London has lost one of it’s few blue plaques that celebrates a woman
As our faithful readers/subscribers, you know that us here at Virago are all about shouting out the achievements of women. Part of that has been our focus on the blue plaque scheme. Only 13% of London’s blue plaques commemorate women and we’re working on profiling them all.
So you can imagine our shock and horror when we went to visit the plaque of Miss Lilian Lindsay’s, only to discover that the plaque itself and the building it was on were both gone.
After some researching we found out that blue plaques only “survive in a form that the commemorated person would have recognized” so while the fate of Lindsay’s plaque seems uncertain, we thought we’d take the time to celebrate her life and achievements here on our blog!
Who was Lilian Lindsay? The UK’s first qualified female dentist who fought against the odds for her right to learn and practise.
Women were excluded from dentistry as they were not permitted to obtain the qualifications.

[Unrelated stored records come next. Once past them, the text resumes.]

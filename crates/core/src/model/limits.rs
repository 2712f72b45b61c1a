//! Default context limits for known model families.
//!
//! Provides a static map from model ID prefixes to context window sizes.
//! Adapters fall back to it when a provider config sets no explicit limit.

/// Returns the default context limit (in tokens) for a known model ID.
///
/// Uses prefix matching against known model families. Unknown models
/// return 8192 as a conservative default.
pub fn default_context_limit(model_id: &str) -> usize {
    // Claude family
    if model_id.starts_with("claude-") {
        return 200_000;
    }
    // GPT-4.1 family
    if model_id.starts_with("gpt-4.1") {
        return 1_047_576;
    }
    // GPT-4o / GPT-4-turbo family
    if model_id.starts_with("gpt-4o") || model_id.starts_with("gpt-4-turbo") {
        return 128_000;
    }
    // GPT-4 (non-turbo)
    if model_id.starts_with("gpt-4") {
        return 8_192;
    }
    // GPT-3.5
    if model_id.starts_with("gpt-3.5") {
        return 16_385;
    }
    // OpenAI o-series (o1, o3, o4)
    if model_id.starts_with("o1") || model_id.starts_with("o3") || model_id.starts_with("o4") {
        return 200_000;
    }
    // Gemini family
    if model_id.starts_with("gemini-1.5-pro") {
        return 2_097_152;
    }
    if model_id.starts_with("gemini-") {
        return 1_048_576;
    }
    // Grok family
    if model_id.starts_with("grok-") {
        return 131_072;
    }
    // DeepSeek family
    if model_id.starts_with("deepseek-") {
        return 64_000;
    }
    // Qwen family
    if model_id.starts_with("qwen") || model_id.starts_with("qwq-") {
        return 32_768;
    }
    // Kimi / Moonshot family
    if model_id.starts_with("kimi-") || model_id.starts_with("moonshot-") {
        return 128_000;
    }
    // Local Llama family
    if model_id.starts_with("llama3") || model_id.starts_with("llama-3") {
        return 128_000;
    }
    // Unknown model, conservative default
    8_192
}
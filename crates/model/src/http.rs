//! Shared HTTP transport for provider adapters.
//!
//! `HttpProvider` wraps a `reqwest::Client` with pre-configured headers and
//! endpoint URL. Provides `send()` for single-shot calls and `post_stream()`
//! for streaming bodies; both map failures onto the shared error taxonomy.

use kcore::{Error, Result};
use reqwest::{
    Client, Method, Response,
    header::{self, HeaderMap, HeaderName, HeaderValue},
};
use serde::{Serialize, de::DeserializeOwned};

/// Map a reqwest failure to a transport error.
pub fn transport(e: reqwest::Error) -> Error {
    Error::Transport(e.to_string())
}

fn json_headers() -> HeaderMap {
    let mut headers = HeaderMap::new();
    headers.insert(
        header::CONTENT_TYPE,
        HeaderValue::from_static("application/json"),
    );
    headers.insert(header::ACCEPT, HeaderValue::from_static("application/json"));
    headers
}

fn header_value(value: &str) -> Result<HeaderValue> {
    value
        .parse::<HeaderValue>()
        .map_err(|e| Error::Config(format!("invalid header value: {e}")))
}

/// Shared HTTP transport.
///
/// Holds a `reqwest::Client`, pre-built headers (auth + content-type),
/// and the target endpoint URL.
#[derive(Clone)]
pub struct HttpProvider {
    client: Client,
    headers: HeaderMap,
    endpoint: String,
}

impl HttpProvider {
    /// Create a provider with Bearer token authentication.
    pub fn bearer(client: Client, key: &str, endpoint: &str) -> Result<Self> {
        let mut headers = json_headers();
        headers.insert(header::AUTHORIZATION, header_value(&format!("Bearer {key}"))?);
        Ok(Self {
            client,
            headers,
            endpoint: endpoint.to_owned(),
        })
    }

    /// Create a provider without authentication (e.g. Ollama).
    pub fn no_auth(client: Client, endpoint: &str) -> Self {
        Self {
            client,
            headers: json_headers(),
            endpoint: endpoint.to_owned(),
        }
    }

    /// Create a provider with a custom header for authentication.
    ///
    /// Used by providers that don't use Bearer tokens (e.g. Anthropic
    /// uses `x-api-key`, Gemini uses `x-goog-api-key`).
    pub fn custom_header(
        client: Client,
        header_name: &str,
        header_value: &str,
        endpoint: &str,
    ) -> Result<Self> {
        Self::no_auth(client, endpoint).with_header(header_name, header_value)
    }

    /// Add an extra header to every request.
    pub fn with_header(mut self, name: &str, value: &str) -> Result<Self> {
        let name = name
            .parse::<HeaderName>()
            .map_err(|e| Error::Config(format!("invalid header name: {e}")))?;
        self.headers.insert(name, header_value(value)?);
        Ok(self)
    }

    /// Point the transport at a different endpoint, keeping its headers.
    pub fn with_endpoint(mut self, endpoint: &str) -> Self {
        self.endpoint = endpoint.to_owned();
        self
    }

    /// POST `body` to the endpoint and decode the JSON response.
    pub async fn send<T: DeserializeOwned>(&self, body: &impl Serialize, context: &str) -> Result<T> {
        self.send_to(&self.endpoint, body, context).await
    }

    /// POST `body` to `url` and decode the JSON response.
    pub async fn send_to<T: DeserializeOwned>(
        &self,
        url: &str,
        body: &impl Serialize,
        context: &str,
    ) -> Result<T> {
        let response = self.post(url, body).await?;
        let text = response.text().await.map_err(transport)?;
        tracing::trace!("response: {text}");
        serde_json::from_str(&text).map_err(|e| Error::decode(context, e))
    }

    /// POST `body` to the endpoint and return the streaming response.
    ///
    /// The status is checked before any of the body is read.
    pub async fn post_stream(&self, body: &impl Serialize) -> Result<Response> {
        self.post(&self.endpoint, body).await
    }

    async fn post(&self, url: &str, body: &impl Serialize) -> Result<Response> {
        if let Ok(body) = serde_json::to_string(body) {
            tracing::trace!("request: {body}");
        }
        let response = self
            .client
            .request(Method::POST, url)
            .headers(self.headers.clone())
            .json(body)
            .send()
            .await
            .map_err(transport)?;

        let status = response.status();
        if !status.is_success() {
            let body = response.text().await.unwrap_or_default();
            tracing::debug!("backend returned {status}: {body}");
            return Err(Error::Status {
                status: status.as_u16(),
                body,
            });
        }
        Ok(response)
    }

    /// Get the endpoint URL.
    pub fn endpoint(&self) -> &str {
        &self.endpoint
    }

    /// Get a reference to the headers.
    pub fn headers(&self) -> &HeaderMap {
        &self.headers
    }
}
//! Error taxonomy shared by every provider adapter.

/// Result alias for adapter operations.
pub type Result<T> = std::result::Result<T, Error>;

/// Failures surfaced by provider adapters.
///
/// Transport, status and decode failures are kept distinct so the caller
/// can render them differently. None of them are retried by the adapter.
#[derive(Debug, thiserror::Error)]
pub enum Error {
    /// The request never produced an HTTP response (refused, timed out, reset).
    #[error("transport error: {0}")]
    Transport(String),

    /// The backend answered with a non-success status.
    #[error("backend returned status {status}: {body}")]
    Status {
        /// HTTP status code.
        status: u16,
        /// Raw response body, for display.
        body: String,
    },

    /// A response body or event could not be decoded.
    #[error("failed to decode {context}: {source}")]
    Decode {
        /// What was being decoded (e.g. "claude response").
        context: String,
        /// The underlying parse error, naming the offending field.
        #[source]
        source: serde_json::Error,
    },

    /// The backend answered with a success status but reported an error in
    /// the body.
    #[error("backend reported an error: {0}")]
    Backend(String),

    /// The caller cancelled the request.
    #[error("request cancelled")]
    Cancelled,

    /// Invalid provider or request configuration.
    #[error("invalid configuration: {0}")]
    Config(String),

    /// A streaming task panicked.
    #[error("stream task panicked: {0}")]
    Panicked(String),
}

impl Error {
    /// Build a decode error for the given context.
    pub fn decode(context: impl Into<String>, source: serde_json::Error) -> Self {
        Self::Decode {
            context: context.into(),
            source,
        }
    }

    /// Whether this error came from a cancelled request.
    pub fn is_cancelled(&self) -> bool {
        matches!(self, Self::Cancelled)
    }
}
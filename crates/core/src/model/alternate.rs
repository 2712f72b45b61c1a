//! Role alternation for backends that require strict user/assistant turns.

use crate::model::{Message, Role};

/// Text of the turn synthesized when nothing else survives.
pub const PLACEHOLDER_TURN: &str = "Hello";

/// A conversation split into an out-of-band system prompt and alternating
/// turns.
#[derive(Debug, Clone, Default, PartialEq)]
pub struct Alternated {
    /// System messages joined by blank lines, if any.
    pub system: Option<String>,
    /// Turns starting with user and alternating strictly.
    pub turns: Vec<Message>,
}

/// Normalize `messages` into strictly alternating turns.
///
/// System messages move out of the turn sequence, tool messages are treated
/// as assistant turns, adjacent turns of the same role are merged, and
/// leading non-user turns are dropped. An empty result becomes a single
/// minimal user turn.
pub fn alternate(messages: &[Message]) -> Alternated {
    let mut system = Vec::new();
    let mut turns: Vec<Message> = Vec::with_capacity(messages.len());
    for message in messages {
        let mut message = message.clone();
        match message.role {
            Role::System => {
                system.push(message.text());
                continue;
            }
            Role::Tool => message.role = Role::Assistant,
            Role::User | Role::Assistant => {}
        }

        if turns.is_empty() && message.role != Role::User {
            continue;
        }

        match turns.last_mut() {
            Some(last) if last.role == message.role => last.merge(message),
            _ => turns.push(message),
        }
    }

    if turns.is_empty() {
        turns.push(Message::user(PLACEHOLDER_TURN));
    }

    let system = system.into_iter().filter(|s| !s.is_empty()).collect::<Vec<_>>();
    Alternated {
        system: (!system.is_empty()).then(|| system.join("\n\n")),
        turns,
    }
}
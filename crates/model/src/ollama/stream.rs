//! Ollama response lines and their translation into block chunks.
//!
//! Each NDJSON line carries a message fragment. Tool calls arrive complete,
//! without ids, so every call gets a generated id and is emitted as a full
//! start, delta, stop sequence.

use crate::tool_id;
use compact_str::CompactString;
use kcore::{Response, StopReason, StreamChunk, ToolCall, Usage};
use serde::Deserialize;
use serde_json::{Map, Value};
use std::time::Duration;

/// One response line, streamed or final.
#[derive(Debug, Default, Deserialize)]
pub struct Line {
    #[serde(default)]
    pub model: CompactString,
    #[serde(default)]
    pub message: Option<LineMessage>,
    #[serde(default)]
    pub done: bool,
    #[serde(default)]
    pub done_reason: Option<CompactString>,
    #[serde(default)]
    pub prompt_eval_count: u32,
    #[serde(default)]
    pub eval_count: u32,
    #[serde(default)]
    pub error: Option<String>,
}

#[derive(Debug, Default, Deserialize)]
pub struct LineMessage {
    #[serde(default)]
    pub content: String,
    #[serde(default)]
    pub tool_calls: Vec<LineToolCall>,
}

#[derive(Debug, Deserialize)]
pub struct LineToolCall {
    pub function: LineFunction,
}

#[derive(Debug, Deserialize)]
pub struct LineFunction {
    pub name: CompactString,
    #[serde(default)]
    pub arguments: Map<String, Value>,
}

/// Stateful translation of response lines into block chunks.
#[derive(Debug, Default)]
pub struct Decoder {
    next: usize,
    text: Option<usize>,
}

impl Decoder {
    /// Translate one line.
    pub fn accept(&mut self, line: Line) -> Vec<StreamChunk> {
        let mut out = Vec::new();
        if let Some(message) = line.error {
            out.push(StreamChunk::Error { message });
            return out;
        }

        if let Some(message) = line.message {
            if !message.content.is_empty() {
                let index = match self.text {
                    Some(index) => index,
                    None => {
                        let index = self.open();
                        self.text = Some(index);
                        out.push(StreamChunk::start_text(index));
                        index
                    }
                };
                out.push(StreamChunk::text(index, message.content));
            }

            for call in message.tool_calls {
                if let Some(text) = self.text.take() {
                    out.push(StreamChunk::stop(text));
                }
                let index = self.open();
                out.push(StreamChunk::start_tool(index, tool_id(), call.function.name));
                out.push(StreamChunk::input_json(
                    index,
                    Value::Object(call.function.arguments).to_string(),
                ));
                out.push(StreamChunk::stop(index));
            }
        }

        if line.done {
            out.extend(self.finish());
        }
        out
    }

    /// Close the open text block, if any.
    pub fn finish(&mut self) -> Vec<StreamChunk> {
        self.text.take().map(StreamChunk::stop).into_iter().collect()
    }

    fn open(&mut self) -> usize {
        let index = self.next;
        self.next += 1;
        index
    }
}

impl Line {
    /// Convert a final non-streamed line to the unified response.
    pub fn into_response(self, latency: Duration) -> Response {
        let message = self.message.unwrap_or_default();
        Response {
            id: tool_id(),
            model: self.model,
            content: message.content,
            tool_calls: message
                .tool_calls
                .into_iter()
                .map(|call| ToolCall::new(tool_id(), call.function.name, call.function.arguments))
                .collect(),
            stop_reason: self
                .done_reason
                .as_deref()
                .map(StopReason::parse)
                .unwrap_or_default(),
            usage: Usage {
                input_tokens: self.prompt_eval_count,
                output_tokens: self.eval_count,
            },
            latency,
        }
    }
}
//! Session assembly: config, provider registry, tools, and facts.

use crate::{
    config::{Config, resolve_config},
    facts, tools,
};
use anyhow::{Context, Result};
use kcore::Model;
use model::ProviderManager;
use runtime::{Conversation, Event, Outcome};
use std::path::{Path, PathBuf};
use tokio::sync::mpsc;
use tokio_util::sync::CancellationToken;

/// Options shared by every session-running command.
#[derive(Debug, Clone, Default)]
pub struct Options {
    /// Explicit config path.
    pub config: Option<PathBuf>,
    /// Provider entry to activate instead of the first.
    pub provider: Option<String>,
    /// Project root; the working directory when unset.
    pub root: Option<PathBuf>,
    /// Approve every tool call.
    pub yes: bool,
}

/// Load config and build the provider registry, honouring `--provider`.
pub fn providers(options: &Options) -> Result<(Config, ProviderManager)> {
    let (path, config) = resolve_config(options.config.as_deref())?;
    tracing::debug!("using config {}", path.display());
    if config.providers.is_empty() {
        anyhow::bail!("no providers configured in {}", path.display());
    }

    let manager = ProviderManager::from_configs(&config.providers)
        .with_context(|| format!("invalid provider config in {}", path.display()))?;
    if let Some(name) = &options.provider {
        manager.switch(name)?;
    }
    Ok((config, manager))
}

/// Build a conversation and the receiver of its UI events.
pub fn conversation(
    options: &Options,
) -> Result<(Conversation<ProviderManager>, mpsc::UnboundedReceiver<Event>)> {
    let (config, manager) = providers(options)?;
    let root = project_root(options.root.as_deref())?;
    let facts = facts::collect(
        &root,
        manager.active_name(),
        manager.default_model(),
        &config.session,
    );
    tracing::debug!(
        "session: provider {} model {}, {} files",
        facts.provider,
        facts.model,
        facts.files.len()
    );

    let (tx, rx) = mpsc::unbounded_channel();
    let conversation = Conversation::new(manager, tools::toolbox(&root), facts, tx);
    conversation
        .gate()
        .set_bypass(options.yes || config.permissions.bypass);
    Ok((conversation, rx))
}

/// Canonical project root: `root` or the working directory.
pub fn project_root(root: Option<&Path>) -> Result<PathBuf> {
    let root = match root {
        Some(root) => root.to_owned(),
        None => std::env::current_dir().context("failed to read the working directory")?,
    };
    root.canonicalize()
        .with_context(|| format!("project root {} is not accessible", root.display()))
}

/// Run one turn; Ctrl-C cancels it.
pub async fn turn<M: Model>(conversation: &mut Conversation<M>, text: &str) -> Outcome {
    let cancel = CancellationToken::new();
    let mut turn = std::pin::pin!(conversation.turn(text, &cancel));
    tokio::select! {
        outcome = &mut turn => return outcome,
        _ = tokio::signal::ctrl_c() => {}
    }
    tracing::debug!("interrupted, cancelling turn");
    cancel.cancel();
    turn.await
}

Lilian Lindsay was born in 1871 and lived at a time when dentistry was an overwhelmingly male profession. Women were excluded from dentistry as they were not permitted to obtain the qualifications.
As a result Lilian’s school teacher encouraged her to become a teacher which was regarded as a more conventional career for a woman.
When Lilian refused and insisted on following her career in dentistry her teacher then revoked her scholarship.
Now without the funds to pursue her career, she found a three year apprenticeship in dentistry, she would later register as a dental student.
When she applied to the National Dental Hospital in London, the dean insisted on interviewing Lilian on the street.
The dean was concerned that having a woman around his male students would become a distraction.
….needless to say he refused to accept her as a student.
At the time Scotland was more advanced than England in allowing women entry into University, so Lilian headed to Scotland and applied to Edinburgh Dental school. She was accepted. Although it was acceptable, Lillian still received her fair share of sexism, Scottish surgeon Sir Henry Littlejohn reportedly said
” I am afraid madame, you are taking the bread out of some poor fellow’s mouth”.
Lilian would be the only female student but she never let this distract from her success.
She was awarded the Wilson medal for dental surgery and pathology. After she qualified in 1895, she returned to London and set up a dental practice with financial assistance from her uncle and a further loan. She married Robert Lindsey who she had met ten years earlier at dental school, they moved back to Edinburgh and practiced dentistry together. In 1920 her husband Robert became secretary of the British Dental Association (BDA) and moved back to London.
Lilian became an honorary librarian at the BDA, she contributed to dental history by collecting dental books and dental items that became the foundation of the dental museum.
Lilian then went on to become the first female president of the BDA in 1946.
She received many honors and awards, including an honorary degree from the University of Edinburgh.
Despite overwhelming odds: sexism, financial difficulties and a lack of faith from those around her, Lilian Lindsay fought and won for her right to practise the career she loved. That’s pretty inspirational.